Mark Pim

**Name of the Vulnerable Software and Affected Versions** Argo CD versions 1.4.0 through 2.1.14 Argo CD versions 2.2.0 through 2.2.8 Argo CD versions 2.3.0 through 2.3.3 **Description** A critical issue has been discovered in Argo CD that allows unauthenticated users to impersonate as any Argo CD user or role, including the `admin` user, by sending a specifically crafted JSON Web Token (JWT) along with the request. This can be exploited if anonymous access to the Argo CD instance is enabled. In a default installation, anonymous access is disabled. The issue can be exploited to escalate privileges, allowing an attacker to gain cluster admin privileges, create, manipulate, and delete resources, and exfiltrate data by deploying malicious workloads with elevated privileges. **Recommendations** For Argo CD versions 1.4.0 through 2.1.14, upgrade to version 2.1.15 or later.
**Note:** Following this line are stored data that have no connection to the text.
#[cfg(test)]
mod tests {
    use super::*;
    use crate::renderer::MemorySink;
    use crate::test_support::ScriptedClient;
    use dstutor_types::CURSOR_GLYPH;
    use pretty_assertions::assert_eq;
    use tempfile::TempDir;

    fn quiet_config() -> TutorConfig {
        TutorConfig {
            stream_delay: Duration::ZERO,
            ..TutorConfig::default()
        }
    }

    fn tutor(client: ScriptedClient) -> (Tutor, Arc<ScriptedClient>) {
        let client = Arc::new(client);
        (Tutor::new(client.clone(), quiet_config()), client)
    }

    #[tokio::test]
    async fn test_accepted_question_is_answered_and_streamed() {
        let (tutor, _) = tutor(ScriptedClient::tutor("yes", "alpha beta gamma"));
        let mut state = SessionState::default();
        let mut sink = MemorySink::new();

        let report = tutor.handle_question(&mut state, "What is PCA?", &mut sink).await.unwrap();

        assert_eq!(report.outcome, TurnOutcome::Answered);
        assert_eq!(
            report.path,
            vec![TurnPhase::Classifying, TurnPhase::Generating, TurnPhase::Streaming, TurnPhase::Idle]
        );
        assert_eq!(report.turn, Turn::new("What is PCA?", "alpha beta gamma"));
        assert_eq!(
            sink.blocks,
            vec![
                (Speaker::User, "What is PCA?".to_string()),
                (Speaker::Assistant, "alpha beta gamma".to_string()),
            ]
        );
        assert_eq!(sink.frames.iter().filter(|f| f.ends_with(CURSOR_GLYPH)).count(), 3);
        assert!(state.is_idle());
        assert_eq!(state.turns.len(), 1);
    }

    #[tokio::test]
    async fn test_rejected_question_skips_generation() {
        let (tutor, client) = tutor(ScriptedClient::tutor("no", "should not be used"));
        let mut state = SessionState::default();
        let mut sink = MemorySink::new();

        let report = tutor.handle_question(&mut state, "Best pizza topping?", &mut sink).await.unwrap();

        assert_eq!(report.outcome, TurnOutcome::Rejected);
        assert_eq!(report.path, vec![TurnPhase::Classifying, TurnPhase::Rejected, TurnPhase::Idle]);
        assert_eq!(report.turn.answer, rejection_message(DEFAULT_TOPIC));
        assert_eq!(client.answer_calls(), 0);
    }

    #[tokio::test]
    async fn test_generation_failure_records_one_error_turn() {
        let (tutor, _) = tutor(ScriptedClient::tutor("yes", "").answer_fails("HTTP 503"));
        let mut state = SessionState::default();
        let mut sink = MemorySink::new();

        let report = tutor.handle_question(&mut state, "What is PCA?", &mut sink).await.unwrap();

        assert_eq!(report.outcome, TurnOutcome::Failed);
        assert_eq!(state.turns.len(), 1);
        assert!(state.turns[0].answer.starts_with("Sorry, I encountered an error:"));
        assert!(state.turns[0].answer.contains("HTTP 503"));
        assert_eq!(sink.last_block(), Some(state.turns[0].answer.as_str()));
        assert!(state.is_idle());

        // Session still accepts input
        let next = tutor.handle_question(&mut state, "Again?", &mut sink).await;
        assert!(next.is_ok());
        assert_eq!(state.turns.len(), 2);
    }

    #[tokio::test]
    async fn test_classifier_failure_is_recorded() {
        let (tutor, _) = tutor(ScriptedClient::failing("invalid api key"));
        let mut state = SessionState::default();
        let mut sink = MemorySink::new();

        let report = tutor.handle_question(&mut state, "q", &mut sink).await.unwrap();
        assert_eq!(report.outcome, TurnOutcome::Failed);
        assert_eq!(report.path, vec![TurnPhase::Classifying, TurnPhase::Idle]);
        assert!(report.turn.answer.contains("invalid api key"));
    }

    #[tokio::test]
    async fn test_busy_session_rejects_input_without_recording() {
        let (tutor, client) = tutor(ScriptedClient::tutor("yes", "a"));
        let mut state = SessionState::default();
        state.is_generating = true;
        let mut sink = MemorySink::new();

        let err = tutor.handle_question(&mut state, "q", &mut sink).await.unwrap_err();

        assert_eq!(err, TutorError::Busy);
        assert!(state.turns.is_empty());
        assert!(sink.blocks.is_empty());
        assert!(client.prompts().is_empty());
    }

    #[tokio::test]
    async fn test_blank_question_is_refused() {
        let (tutor, _) = tutor(ScriptedClient::tutor("yes", "a"));
        let mut state = SessionState::default();
        let err = tutor
            .handle_question(&mut state, "   \n", &mut MemorySink::new())
            .await
            .unwrap_err();
        assert_eq!(err, TutorError::EmptyQuestion);
        assert!(state.is_idle());
    }

    #[tokio::test]
    async fn test_live_streaming_path() {
        let client = Arc::new(ScriptedClient::tutor("YES", "streamed answer"));
        let tutor = Tutor::new(
            client,
            TutorConfig {
                live_streaming: true,
                ..quiet_config()
            },
        );
        let mut state = SessionState::default();
        let mut sink = MemorySink::new();

        let report = tutor.handle_question(&mut state, "q", &mut sink).await.unwrap();
        assert_eq!(report.turn.answer, "streamed answer");
        assert_eq!(sink.frames, vec!["streamed answer▌".to_string(), "streamed answer".to_string()]);
    }

    #[tokio::test]
    async fn test_turns_persist_and_reload() {
        let dir = TempDir::new().unwrap();
        let store = HistoryStore::new(dir.path().join("chat_history.json"));
        let (tutor, _) = tutor(ScriptedClient::tutor("yes", "answer"));
        let tutor = tutor.with_history(store.clone());

        let mut state = tutor.new_session("alice", UserRole::User);
        for q in ["one", "two", "three"] {
            tutor.handle_question(&mut state, q, &mut MemorySink::new()).await.unwrap();
        }

        let reloaded = tutor.new_session("alice", UserRole::User);
        assert_eq!(reloaded.turns, state.turns);
        assert_eq!(store.load().unwrap().len(), 3);
    }

    #[tokio::test]
    async fn test_unwritable_history_keeps_session_going() {
        let dir = TempDir::new().unwrap();
        // A directory where the file should be makes every write fail
        let store = HistoryStore::new(dir.path());
        let (tutor, _) = tutor(ScriptedClient::tutor("yes", "still answered"));
        let tutor = tutor.with_history(store.clone());

        let mut state = tutor.new_session("alice", UserRole::User);
        let report = tutor
            .handle_question(&mut state, "What is PCA?", &mut MemorySink::new())
            .await
            .unwrap();

        assert_eq!(report.outcome, TurnOutcome::Answered);
        assert_eq!(state.turns, vec![Turn::new("What is PCA?", "still answered")]);
        assert!(state.is_idle());
        assert!(matches!(store.persist(&state.turns), Err(TutorError::PersistenceFailure(_))));

        tutor.handle_question(&mut state, "And SVD?", &mut MemorySink::new()).await.unwrap();
        assert_eq!(state.turns.len(), 2);
    }

    #[tokio::test]
    async fn test_clear_history_persists_empty_file() {
        let dir = TempDir::new().unwrap();
        let store = HistoryStore::new(dir.path().join("chat_history.json"));
        let (tutor, _) = tutor(ScriptedClient::tutor("yes", "answer"));
        let tutor = tutor.with_history(store.clone());

        let mut state = tutor.new_session("alice", UserRole::User);
        tutor.handle_question(&mut state, "q", &mut MemorySink::new()).await.unwrap();
        tutor.clear_history(&mut state).unwrap();

        assert!(state.turns.is_empty());
        assert_eq!(std::fs::read_to_string(store.path()).unwrap(), "[]");
    }

    #[tokio::test]
    async fn test_run_code_with_missing_interpreter() {
        let dir = TempDir::new().unwrap();
        let (tutor, client) = tutor(ScriptedClient::always("explained"));
        let tutor = tutor.with_runner(PythonRunner::new("no-such-python").with_work_root(dir.path()));

        let err = tutor.run_code("print(1)").await.unwrap_err();
        assert!(matches!(err, TutorError::CodeExecution(_)));
        assert!(client.prompts().is_empty());
    }
}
For Argo CD versions 2.2.0 through 2.2.8, upgrade to version 2.2.9 or later. For Argo CD versions 2.3.0 through 2.3.3, upgrade to version 2.3.4 or later. As a temporary workaround, consider disabling anonymous access to the Argo CD instance by patching the `argocd-cm` ConfigMap to set `users.anonymous.enabled` to `"false"` or removing this field.